En effet, le site de la DGCCRF explique que «l’ajout d’eau […] conduit à augmenter artificiellement leur masse alors que la quantité de viande reste fixe», ce qui constitue «une tromperie pour le consommateur». Encadrée par un règlement européen, seule la présence d’un petit pourcentage d’eau ajoutée est tolérée dans les volailles congelées, puisqu’il est «techniquement inévitable» que la viande absorbe de l’eau dans certains procédés de congélation. Mais si la volaille est contrôlée avec un taux supérieur à celui toléré, son emballage devra porter en lettres capitales rouges la mention «Teneur en eau supérieure à la limite CE».
Lors de ses deux dernières enquêtes sur le sujet, la répression des fraudes a relevé plusieurs «anomalies» pouvant indiquer un ajout d’eau dans de la volaille commercialisée en France. Et elles étaient loin d’être isolées : presque un quart des pièces de volaille analysées dans une quarantaine d’établissements étaient jugées «non conformes» lors d’une enquête de 2016, avec par exemple des produits en provenance de Roumanie dont la teneur en eau était trop importante. Plutôt que de faire figurer la mention en lettres rouges, le groupe concerné «a préféré s’orienter vers une destruction du lot».

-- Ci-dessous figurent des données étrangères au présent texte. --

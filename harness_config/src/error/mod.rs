//! Error types produced by the configuration loader.

mod constructors;
mod types;

pub use types::ConfigError;

#[cfg(test)]
mod tests;
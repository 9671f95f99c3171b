//! Running test bodies inside a [`figment::Jail`].
//!
//! A jail gives the closure a fresh temporary working directory and restores
//! every environment variable it touches once the closure returns.

use anyhow::{Result, anyhow};
use camino::Utf8PathBuf;

/// Executes `f` inside a [`figment::Jail`], returning the closure's output.
///
/// # Errors
///
/// Returns an error if the jail cannot be created or the closure fails.
pub fn with_jail<F, T>(f: F) -> Result<T>
where
    F: FnOnce(&mut figment::Jail) -> figment::error::Result<T>,
{
    let mut output = None;
    figment::Jail::try_with(|j| {
        output = Some(f(j)?);
        Ok(())
    })
    .map_err(|err| anyhow!(err.to_string()))?;
    output.ok_or_else(|| anyhow!("jail closure did not return a value"))
}

/// Returns the jail's directory as a UTF-8 path.
///
/// # Errors
///
/// Fails when the temporary directory is not valid UTF-8.
pub fn jail_root(jail: &figment::Jail) -> figment::error::Result<Utf8PathBuf> {
    Utf8PathBuf::from_path_buf(jail.directory().to_path_buf())
        .map_err(|path| figment_error(format!("jail directory {} is not UTF-8", path.display())))
}

/// Converts any error implementing [`ToString`] into a [`figment::Error`].
#[expect(
    clippy::needless_pass_by_value,
    reason = "callers usually own the error and hand it over with map_err"
)]
pub fn figment_error<E: ToString>(err: E) -> figment::Error {
    figment::Error::from(err.to_string())
}
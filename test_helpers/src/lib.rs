//! Test helpers shared across the harness-config workspace.
//!
//! - [`documents`] writes default and custom documents into a scratch
//!   settings directory.
//! - [`env`] mutates the process environment behind a global lock.
//! - [`jail`] runs a closure inside a [`figment::Jail`].

pub mod documents;
pub mod env;
pub mod jail;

La pratique est en revanche courante aux Etats-Unis, où «les producteurs injectent le poulet (et d’autres viandes) avec une solution saline depuis les années 70», d’après une enquête du LA Times. «Le procédé permet de rendre la viande plus savoureuse», selon un expert cité par le journal. La pratique semble même répandue parmi les particuliers, qui utilisent des seringues vendues dans le commerce pour «améliorer» leur viande à barbecue en y injectant du sel et des épices par exemple, plutôt qu’en la frottant simplement avec.
Outre les seringues manuelles, l’industrie de la viande américaine a surtout recours à des machines qui injectent les morceaux à la chaîne, comme on peut le voir dans certaines vidéos du montage.
La pratique a parfois été dénoncée aux Etats-Unis, pour des questions de pratiques commerciales douteuses (l’eau permettant de gonfler le prix de vente) ou d’information nutritive (le consommateur peut ne pas avoir conscience de la présence d’une quantité de sel importante dans sa volaille crue).
Des scandales sanitaires plus graves sont par ailleurs déjà survenus en Chine, où une enquête avait montré que la majorité de la viande de porc et la quasi-totalité de la viande de bœuf étaient concernées par de l’injection d’eau. Le journalSouthern Weekend notait que la mauvaise qualité de l’eau ou des additifs conduisaient parfois à une contamination de la viande. Exemple ? En 2014, le Monde se faisait l’écho d’une affaire survenue dans la province de Guangdong, où des éleveurs injectaient de l’eau d’une mare insalubre dans des carcasses de mouton (jusqu’à 6 litres d’eau par animal), qu’ils revendaient ensuite à des restaurants.
Une pratique à ne pas confondre avec l’injection d’air. D’autres vidéos virales ont pu laisser croire que des producteurs chinois peu scrupuleux «gonflaient» leur volaille avec de l’air pour les rendre plus présentables. Comme les Observateurs de France 24 ont pu le confirmer, ces vidéos correspondent en fait à une pratique courante de préparation du canard laqué (le gonflage permettrait de rendre la peau plus croquante à la cuisson).
Une dernière vidéo de la compilation sort du lot, puisque c’est la seule qui concerne un animal toujours vivant : on y voit un chien être forcé d’avaler de l’eau. Elle a été tournée le 9 juin 2017 dans la province chinoise du Henan, d’après un site de presse local.
Celui-ci fournit de nombreuses photos ainsi qu’un déroulé précis de la scène, où un homme a forcé un chien à boire près de 2 litres d’eau. L’homme est suspecté d’utiliser cette technique pour augmenter son poids et donc le prix de revente de l’animal, vendu pour sa viande.
Nous n’avons en revanche pas été en mesure d’identifier ni la nature de l’insecte (ou du fruit de mer) visible à la 20e seconde de la vidéo ni les circonstances ou l’origine de la scène.